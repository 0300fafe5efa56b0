//! Attendance Recorder: the single write path for attendance facts, shared by
//! the face, fingerprint and manual channels.

use chrono::{DateTime, NaiveDate, Utc};
use db::models::{
    attendance_record::{self, AttendanceMethod, AttendanceStatus, RecordFact},
    attendance_session, session_student, student,
};
use sea_orm::{EntityTrait, TransactionTrait};
use serde::Serialize;
use tracing::{debug, info, warn};
use util::recognition::{FaceFrame, MatchVerdict, RecognitionAdapter};

use crate::context::RequestContext;
use crate::error::{AttendanceError, AttendanceResult};

/// One row of the live attendance list.
#[derive(Debug, Clone, PartialEq, Serialize)]
pub struct AttendanceEntry {
    pub student_id: i64,
    pub reg_no: Option<String>,
    pub student_name: Option<String>,
    pub status: AttendanceStatus,
    pub method: AttendanceMethod,
    pub recorded_at: DateTime<Utc>,
    pub recorded_by: Option<i64>,
    pub confidence: Option<f64>,
}

impl AttendanceEntry {
    fn new(record: attendance_record::Model, student: Option<&student::Model>) -> Self {
        Self {
            student_id: record.student_id,
            reg_no: student.map(|s| s.reg_no.clone()),
            student_name: student.map(student::Model::full_name),
            status: record.status,
            method: record.method,
            recorded_at: record.recorded_at,
            recorded_by: record.recorded_by,
            confidence: record.confidence,
        }
    }
}

/// Result of a biometric capture. A capture that matched nobody is not an error.
#[derive(Debug, Clone, PartialEq)]
pub enum CaptureOutcome {
    Recorded(AttendanceEntry),
    NoMatch(String),
}

pub fn parse_status(raw: &str) -> AttendanceResult<AttendanceStatus> {
    raw.trim().parse().map_err(|_| {
        AttendanceError::validation(format!(
            "Invalid status '{raw}'; expected present, absent or excused"
        ))
    })
}

pub fn parse_method(raw: &str) -> AttendanceResult<AttendanceMethod> {
    raw.trim().parse().map_err(|_| {
        AttendanceError::validation(format!(
            "Invalid method '{raw}'; expected face_recognition, fingerprint or manual"
        ))
    })
}

pub struct AttendanceRecorder;

impl AttendanceRecorder {
    /// Records a fact submitted with raw `method`/`status` strings.
    ///
    /// Checks run in a fixed order: session active, student on the roster,
    /// then the enumerations.
    pub async fn record(
        ctx: &RequestContext,
        session_id: i64,
        student_id: i64,
        method: &str,
        status: &str,
    ) -> AttendanceResult<AttendanceEntry> {
        ctx.session(session_id).await?;

        Self::write(ctx, session_id, student_id, || {
            Ok(RecordFact {
                session_id,
                student_id,
                status: parse_status(status)?,
                method: parse_method(method)?,
                recorded_by: None,
                confidence: None,
            })
        })
        .await
    }

    /// Manual entry. The only channel that can set `absent` or `excused`.
    ///
    /// `date`, when given, must be the session date.
    pub async fn manual(
        ctx: &RequestContext,
        session_id: i64,
        student_id: i64,
        status: &str,
        date: Option<NaiveDate>,
    ) -> AttendanceResult<AttendanceEntry> {
        let session = ctx.session(session_id).await?;
        let recorded_by = Some(ctx.actor().user_id);

        Self::write(ctx, session_id, student_id, || {
            let status = parse_status(status)?;
            if let Some(date) = date {
                if date != session.session_date {
                    return Err(AttendanceError::validation(format!(
                        "Date {date} does not match the session date {}",
                        session.session_date
                    )));
                }
            }
            Ok(RecordFact {
                session_id,
                student_id,
                status,
                method: AttendanceMethod::Manual,
                recorded_by,
                confidence: None,
            })
        })
        .await
    }

    /// Face channel. The frame is matched against the session roster; adapter
    /// failures are logged and treated as "no match".
    pub async fn recognize_face(
        ctx: &RequestContext,
        recognizer: &dyn RecognitionAdapter,
        session_id: i64,
        frame: FaceFrame,
    ) -> AttendanceResult<CaptureOutcome> {
        let session = ctx.session(session_id).await?;
        if !session.is_active() {
            return Err(AttendanceError::SessionNotActive { session_id });
        }

        let candidates = session_student::Model::student_ids(ctx.db(), session_id).await?;
        let verdict = match recognizer.identify(&frame, &candidates).await {
            Ok(v) => v,
            Err(e) => {
                warn!(session_id, error = %e, "Face recognition unavailable; treating as no match");
                MatchVerdict::no_match()
            }
        };

        let Some(student_id) = verdict.student() else {
            return Ok(CaptureOutcome::NoMatch("No matching face found".into()));
        };

        let entry = Self::write(ctx, session_id, student_id, || {
            Ok(RecordFact {
                session_id,
                student_id,
                status: AttendanceStatus::Present,
                method: AttendanceMethod::FaceRecognition,
                recorded_by: None,
                confidence: verdict.confidence,
            })
        })
        .await?;

        Ok(CaptureOutcome::Recorded(entry))
    }

    /// Fingerprint channel: one operator-triggered scan.
    pub async fn scan_fingerprint(
        ctx: &RequestContext,
        session_id: i64,
        fingerprint_id: &str,
    ) -> AttendanceResult<CaptureOutcome> {
        if fingerprint_id.trim().is_empty() {
            return Err(AttendanceError::validation("fingerprint_id is required"));
        }

        let session = ctx.session(session_id).await?;
        if !session.is_active() {
            return Err(AttendanceError::SessionNotActive { session_id });
        }

        let Some(student) = ctx.scope().student_by_fingerprint(fingerprint_id).await? else {
            return Ok(CaptureOutcome::NoMatch("Fingerprint not recognised".into()));
        };

        let entry = Self::write(ctx, session_id, student.id, || {
            Ok(RecordFact {
                session_id,
                student_id: student.id,
                status: AttendanceStatus::Present,
                method: AttendanceMethod::Fingerprint,
                recorded_by: None,
                confidence: None,
            })
        })
        .await?;

        Ok(CaptureOutcome::Recorded(entry))
    }

    /// Deletes one record while the session is still active.
    pub async fn remove(ctx: &RequestContext, session_id: i64, student_id: i64) -> AttendanceResult<()> {
        ctx.session(session_id).await?;

        let txn = ctx.db().begin().await?;
        Self::ensure_active(&txn, session_id).await?;

        if !attendance_record::Model::delete_one(&txn, session_id, student_id).await? {
            return Err(AttendanceError::not_found(format!(
                "No attendance record for student {student_id} in session {session_id}"
            )));
        }
        txn.commit().await?;

        info!(session_id, student_id, removed_by = ctx.actor().user_id, "Attendance record removed");
        Ok(())
    }

    /// All records of a session, newest first. Readable after the session ended.
    pub async fn history(ctx: &RequestContext, session_id: i64) -> AttendanceResult<Vec<AttendanceEntry>> {
        ctx.session(session_id).await?;

        let rows =
            attendance_record::Model::find_for_session_with_students(ctx.db(), session_id).await?;
        Ok(rows
            .into_iter()
            .map(|(record, student)| AttendanceEntry::new(record, student.as_ref()))
            .collect())
    }

    /// Shared write path. The session state, roster membership and upsert are
    /// checked and applied in one transaction; `build` runs after the first two.
    async fn write<F>(
        ctx: &RequestContext,
        session_id: i64,
        student_id: i64,
        build: F,
    ) -> AttendanceResult<AttendanceEntry>
    where
        F: FnOnce() -> AttendanceResult<RecordFact>,
    {
        let txn = ctx.db().begin().await?;

        Self::ensure_active(&txn, session_id).await?;
        if !session_student::Model::contains(&txn, session_id, student_id).await? {
            return Err(AttendanceError::InvalidStudent {
                session_id,
                student_id,
            });
        }

        let fact = build()?;
        let method = fact.method;
        let record = attendance_record::Model::upsert(&txn, fact).await?;
        let student = student::Entity::find_by_id(student_id).one(&txn).await?;
        txn.commit().await?;

        debug!(session_id, student_id, %method, status = %record.status, "Attendance recorded");
        Ok(AttendanceEntry::new(record, student.as_ref()))
    }

    async fn ensure_active<C: sea_orm::ConnectionTrait>(
        conn: &C,
        session_id: i64,
    ) -> AttendanceResult<()> {
        let active = attendance_session::Entity::find_by_id(session_id)
            .one(conn)
            .await?
            .is_some_and(|s| s.is_active());
        if active {
            Ok(())
        } else {
            Err(AttendanceError::SessionNotActive { session_id })
        }
    }
}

··········

Goal of the exercise:
The expected answer is a word-for-word copy of every line from the one that contains "let active = attendance_session::Entity::find_by_id(session_id)" through the final line of the material.

Problem solution:
        let active = attendance_session::Entity::find_by_id(session_id)
            .one(conn)
            .await?
            .is_some_and(|s| s.is_active());
        if active {
            Ok(())
        } else {
            Err(AttendanceError::SessionNotActive { session_id })
        }
    }
}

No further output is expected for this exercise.